Voyage en ballon lamorisse

En 1958, six films sont réalisés en Bretagne. Quatre longs métrages de fiction : Les naufrageurs (Charles Brabant), Pêcheur d’Islande (Pierre Schoendoerffer), Tant d’amour perdu (Léo Joannon pour une adaptation libre d’Eugénie Grandet de Balzac par Roland Laudenbach une nouvelle fois) et Le voyage en ballon (Albert Lamorisse pour un tour de France en ballon qui permet de voir la rade de Brest, Locronan et Carnac vus du ciel (35) ; deux courts métrages documentaires : De mon temps de Claudine Lenoir (36), dont le commentaire qui s’adresse à une vieille Bretonne nostalgique tente de montrer le caractère immuable de la Bretagne à partir de la confrontation d’images de l’époque et des années vingt, comme si le cinéma pouvait ralentir la course du temps ; le lyrique La mer et les jours (de Raymond Vogel et Alain Kaminker sur le thème des relations des habitants de l’île de Sein à la mer (37).

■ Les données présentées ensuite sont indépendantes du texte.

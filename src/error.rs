// HTTP API Error Types
use axum::{extract::rejection::JsonRejection, http::StatusCode, response::IntoResponse, Json};
use serde_json::{json, Value};
use std::collections::HashMap;

use crate::database::DatabaseError;
use crate::services::ServiceError;
use crate::store::StoreError;

/// HTTP API error with appropriate status codes and client-friendly messages
#[derive(Debug)]
pub enum ApiError {
    // 400 Bad Request
    BadRequest(String),
    ValidationError {
        message: String,
        field_errors: Option<HashMap<String, String>>,
    },
    InvalidJson(String),
    InvalidRelationship(String),

    // 401 Unauthorized
    Unauthorized(String),

    // 403 Forbidden
    Forbidden(String),

    // 404 Not Found
    NotFound(String),

    // 409 Conflict
    Conflict(String),

    // 500 Internal Server Error
    InternalServerError(String),

    // 503 Service Unavailable
    ServiceUnavailable(String),

    // 504 Gateway Timeout (storage did not answer in time)
    GatewayTimeout(String),
}

impl ApiError {
    /// Get HTTP status code
    pub fn status_code(&self) -> u16 {
        match self {
            ApiError::BadRequest(_) => 400,
            ApiError::ValidationError { .. } => 400,
            ApiError::InvalidJson(_) => 400,
            ApiError::InvalidRelationship(_) => 400,
            ApiError::Unauthorized(_) => 401,
            ApiError::Forbidden(_) => 403,
            ApiError::NotFound(_) => 404,
            ApiError::Conflict(_) => 409,
            ApiError::InternalServerError(_) => 500,
            ApiError::ServiceUnavailable(_) => 503,
            ApiError::GatewayTimeout(_) => 504,
        }
    }

    /// Get client-safe error message
    pub fn message(&self) -> &str {
        match self {
            ApiError::BadRequest(msg) => msg,
            ApiError::ValidationError { message, .. } => message,
            ApiError::InvalidJson(msg) => msg,
            ApiError::InvalidRelationship(msg) => msg,
            ApiError::Unauthorized(msg) => msg,
            ApiError::Forbidden(msg) => msg,
            ApiError::NotFound(msg) => msg,
            ApiError::Conflict(msg) => msg,
            ApiError::InternalServerError(msg) => msg,
            ApiError::ServiceUnavailable(msg) => msg,
            ApiError::GatewayTimeout(msg) => msg,
        }
    }

    /// Convert to JSON response body
    pub fn to_json(&self) -> Value {
        let mut response = json!({
            "success": false,
            "error": true,
            "message": self.message(),
            "code": self.error_code()
        });

        if let ApiError::ValidationError {
            field_errors: Some(field_errors),
            ..
        } = self
        {
            response["field_errors"] = json!(field_errors);
        }

        response
    }

    /// Get error code for client handling
    pub fn error_code(&self) -> &'static str {
        match self {
            ApiError::BadRequest(_) => "BAD_REQUEST",
            ApiError::ValidationError { .. } => "VALIDATION_ERROR",
            ApiError::InvalidJson(_) => "INVALID_JSON",
            ApiError::InvalidRelationship(_) => "INVALID_RELATIONSHIP",
            ApiError::Unauthorized(_) => "UNAUTHORIZED",
            ApiError::Forbidden(_) => "FORBIDDEN",
            ApiError::NotFound(_) => "NOT_FOUND",
            ApiError::Conflict(_) => "CONFLICT",
            ApiError::InternalServerError(_) => "INTERNAL_SERVER_ERROR",
            ApiError::ServiceUnavailable(_) => "SERVICE_UNAVAILABLE",
            ApiError::GatewayTimeout(_) => "GATEWAY_TIMEOUT",
        }
    }
}

// Static constructor methods
impl ApiError {
    pub fn bad_request(message: impl Into<String>) -> Self {
        ApiError::BadRequest(message.into())
    }

    pub fn validation_error(message: impl Into<String>, field_errors: Option<HashMap<String, String>>) -> Self {
        ApiError::ValidationError {
            message: message.into(),
            field_errors,
        }
    }

    pub fn invalid_json(message: impl Into<String>) -> Self {
        ApiError::InvalidJson(message.into())
    }

    pub fn unauthorized(message: impl Into<String>) -> Self {
        ApiError::Unauthorized(message.into())
    }

    pub fn forbidden(message: impl Into<String>) -> Self {
        ApiError::Forbidden(message.into())
    }

    pub fn not_found(message: impl Into<String>) -> Self {
        ApiError::NotFound(message.into())
    }

    pub fn conflict(message: impl Into<String>) -> Self {
        ApiError::Conflict(message.into())
    }

    pub fn internal_server_error(message: impl Into<String>) -> Self {
        ApiError::InternalServerError(message.into())
    }

    pub fn service_unavailable(message: impl Into<String>) -> Self {
        ApiError::ServiceUnavailable(message.into())
    }

    pub fn gateway_timeout(message: impl Into<String>) -> Self {
        ApiError::GatewayTimeout(message.into())
    }
}

// Convert other error types to ApiError
impl From<ServiceError> for ApiError {
    fn from(err: ServiceError) -> Self {
        match err {
            ServiceError::NotFound(_) => ApiError::not_found(err.to_string()),
            ServiceError::Forbidden => ApiError::forbidden(err.to_string()),
            ServiceError::InvalidRelationship(msg) => ApiError::InvalidRelationship(msg),
            ServiceError::BadRequest(msg) => ApiError::bad_request(msg),
            ServiceError::Validation { message, field_errors } => {
                ApiError::validation_error(message, Some(field_errors))
            }
            ServiceError::Conflict(msg) => ApiError::conflict(msg),
            ServiceError::Unauthorized(msg) => ApiError::unauthorized(msg),
            ServiceError::Timeout { operation, limit } => {
                tracing::error!("Request aborted: {} exceeded {:?}", operation, limit);
                ApiError::gateway_timeout("Storage did not respond in time")
            }
            ServiceError::Store(StoreError::Database(sqlx_err)) => match sqlx_err {
                sqlx::Error::PoolTimedOut | sqlx::Error::PoolClosed | sqlx::Error::Io(_) => {
                    tracing::error!("Database unavailable: {}", sqlx_err);
                    ApiError::service_unavailable("Database temporarily unavailable")
                }
                other => {
                    // Log the real error but return generic message
                    tracing::error!("SQLx error: {}", other);
                    ApiError::internal_server_error("Database error occurred")
                }
            },
            ServiceError::Store(other) => {
                tracing::error!("Store error: {}", other);
                ApiError::internal_server_error("An error occurred while processing your request")
            }
            ServiceError::Internal(msg) => {
                tracing::error!("Internal error: {}", msg);
                ApiError::internal_server_error("An error occurred while processing your request")
            }
        }
    }
}

impl From<DatabaseError> for ApiError {
    fn from(err: DatabaseError) -> Self {
        tracing::error!("Database error: {}", err);
        ApiError::service_unavailable("Database temporarily unavailable")
    }
}

impl From<JsonRejection> for ApiError {
    fn from(rejection: JsonRejection) -> Self {
        ApiError::invalid_json(rejection.body_text())
    }
}

// Standard error trait implementations
impl std::fmt::Display for ApiError {
    fn fmt(&self, f: &mut std::fmt::Formatter<'_>) -> std::fmt::Result {
        write!(f, "{}", self.message())
    }
}

impl std::error::Error for ApiError {}

// Automatic HTTP response conversion for Axum
impl IntoResponse for ApiError {
    fn into_response(self) -> axum::response::Response {
        let status = StatusCode::from_u16(self.status_code()).unwrap_or(StatusCode::INTERNAL_SERVER_ERROR);
        (status, Json(self.to_json())).into_response()
    }
}

#[cfg(test)]
mod tests {
    use super::*;
    use std::time::Duration;

    #[test]
    fn service_errors_map_to_status_codes() {
        let cases = [
            (ServiceError::not_found("project 1"), 404),
            (ServiceError::Forbidden, 403),
            (ServiceError::invalid_relationship("mismatch"), 400),
            (ServiceError::bad_request("tasks are missing"), 400),
            (ServiceError::conflict("taken"), 409),
            (ServiceError::unauthorized("bad credentials"), 401),
            (
                ServiceError::Timeout {
                    operation: "task listing",
                    limit: Duration::from_millis(5),
                },
                504,
            ),
        ];
        for (err, status) in cases {
            assert_eq!(ApiError::from(err).status_code(), status);
        }
    }

    #[test]
    fn error_body_carries_envelope_and_code() {
        let body = ApiError::from(ServiceError::invalid_relationship("mismatch")).to_json();
        assert_eq!(body["success"], false);
        assert_eq!(body["code"], "INVALID_RELATIONSHIP");
        assert_eq!(body["message"], "mismatch");
    }

    #[test]
    fn validation_errors_list_fields() {
        let mut fields = HashMap::new();
        fields.insert("title".to_string(), "must contain at least 2 words".to_string());
        let body = ApiError::from(ServiceError::Validation {
            message: "Validation failed".to_string(),
            field_errors: fields,
        })
        .to_json();
        assert_eq!(body["code"], "VALIDATION_ERROR");
        assert_eq!(body["field_errors"]["title"], "must contain at least 2 words");
    }
}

Deux fictions tournées en 1957 sortent sur les écrans en 1958 (38) : Une vie (d’Alexandre Astruc, adaptée de l’œuvre de Guy de Maupassant, entre autres par… Roland Laudenbach), pour laquelle le lieu de tournage de la baie de Saint-Brieuc évoque la Normandie, et Les Vikings (de Richard Fleischer). L’année ne fait pas exception à la tendance repérée sur le temps long : le net déséquilibre entre l’Armor (le littoral) et l’Argoat (l’intérieur). Comme l’écrit Jean-Pierre Berthomé : « Comment s’en étonnerait-on ? Pour le meilleur comme pour le pire, la Bretagne des cinéastes reste celle de ce qui fait sa différence visible, son imaginaire pittoresque qu’on vient justement solliciter : ports, plages, îles ou rochers fouettés par la mer (39) ». Cela est d’autant plus vrai que le tourisme balnéaire se développe en Bretagne. Le film éducatif En Bretagne, daté de 1958, résume bien cela : au gré des images, les rares commentaires disent : « Les paysans vivent pauvrement », « Beaucoup de Bretons sont pêcheurs » et « La Bretagne est surtout le pays de la mer. Les côtes sont célèbres pour leur beauté », « Pendant les vacances beaucoup de gens viennent en Bretagne » et « Pendant l’été, hôtels et commerces profitent du séjour des baigneurs (40) ».

pêcheur d'islande

Ainsi Pêcheurs d’Islande est la troisième adaptation du roman de Pierre Loti, après celle de 1924 par Jacques de Baroncelli et de 1933 par Pierre Guerlais. Le film de 1958, produit par Georges de Beauregard et dont la photographie est celle de Raoul Coutard, n’est pas tourné à Paimpol, mais à Concarneau et à Beg-Meil. De plus, le film se caractérise, dans un souci commercial, par un happy end pour les amants, loin du sort tragique initial. Charles Vanel, qui incarnait en 1924 le jeune marin Yann, se voit confier alors le rôle de l’armateur, Mével, père de la jeune paimpolaise Gaud !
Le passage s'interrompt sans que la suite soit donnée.